EXERCISE OBJECTIVE:
Across the entries below, count the lines in which the word "message" occurs. Reply with the count alone.

+++ DATA FOR REVIEW +++

//! Data Transfer Objects for API requests and responses.

use serde::{Deserialize, Serialize};

use super::CardProfile;

/// Standard API response wrapper.
#[derive(Debug, Clone, Serialize, Deserialize)]
pub struct ApiResponse<T> {
    /// Response code (0 = success, non-zero = error).
    pub code: i32,

    /// Human-readable message.
    pub message: String,

    /// Response data (null on error).
    #[serde(skip_serializing_if = "Option::is_none")]
    pub data: Option<T>,
}

impl<T> ApiResponse<T> {
    /// Create a success response.
    pub fn success(data: T) -> Self {
        Self {
            code: 0,
            message: "success".to_string(),
            data: Some(data),
        }
    }

    /// Create an error response.
    pub fn error(code: i32, message: impl Into<String>) -> ApiResponse<()> {
        ApiResponse {
            code,
            message: message.into(),
            data: None,
        }
    }
}

/// Result of checking a single card number.
#[derive(Debug, Clone, PartialEq, Eq, Serialize, Deserialize)]
pub struct ValidationResponse {
    /// Whether the number passes the Luhn checksum.
    pub valid: bool,

    /// Normalized digits, or `None` if the input was not a digit string.
    pub digits: Option<String>,

    /// Number of digits after normalization (0 when malformed).
    pub length: usize,

    /// Brand whose prefix matches the number, if any.
    pub brand: Option<String>,
}

impl ValidationResponse {
    /// Response for input that is not a digit string.
    #[must_use]
    pub const fn malformed() -> Self {
        Self {
            valid: false,
            digits: None,
            length: 0,
            brand: None,
        }
    }
}

/// Batch validation request body.
#[derive(Debug, Clone, Deserialize)]
pub struct BatchValidateRequest {
    /// Card numbers to check.
    pub numbers: Vec<String>,
}

/// Batch validation response, in request order.
#[derive(Debug, Clone, Serialize, Deserialize)]
pub struct BatchValidateResponse {
    /// One result per submitted number.
    pub results: Vec<ValidationResponse>,
}

/// Generated card numbers.
#[derive(Debug, Clone, Serialize, Deserialize)]
pub struct GenerateResponse {
    /// Profile used, absent for custom prefix generation.
    #[serde(rename = "type", skip_serializing_if = "Option::is_none")]
    pub card_type: Option<String>,

    /// Generated numbers. May contain duplicates.
    pub numbers: Vec<String>,
}

/// Check digit for a partial number.
#[derive(Debug, Clone, Serialize, Deserialize)]
pub struct CheckDigitResponse {
    /// Digit to append.
    pub check_digit: u8,

    /// The partial number with the check digit appended.
    pub number: String,
}

/// Registered card profiles.
#[derive(Debug, Clone, Serialize, Deserialize)]
pub struct ProfileListResponse {
    /// Profiles ordered by name.
    pub profiles: Vec<CardProfile>,
}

+++

TASK OUTPUT:
5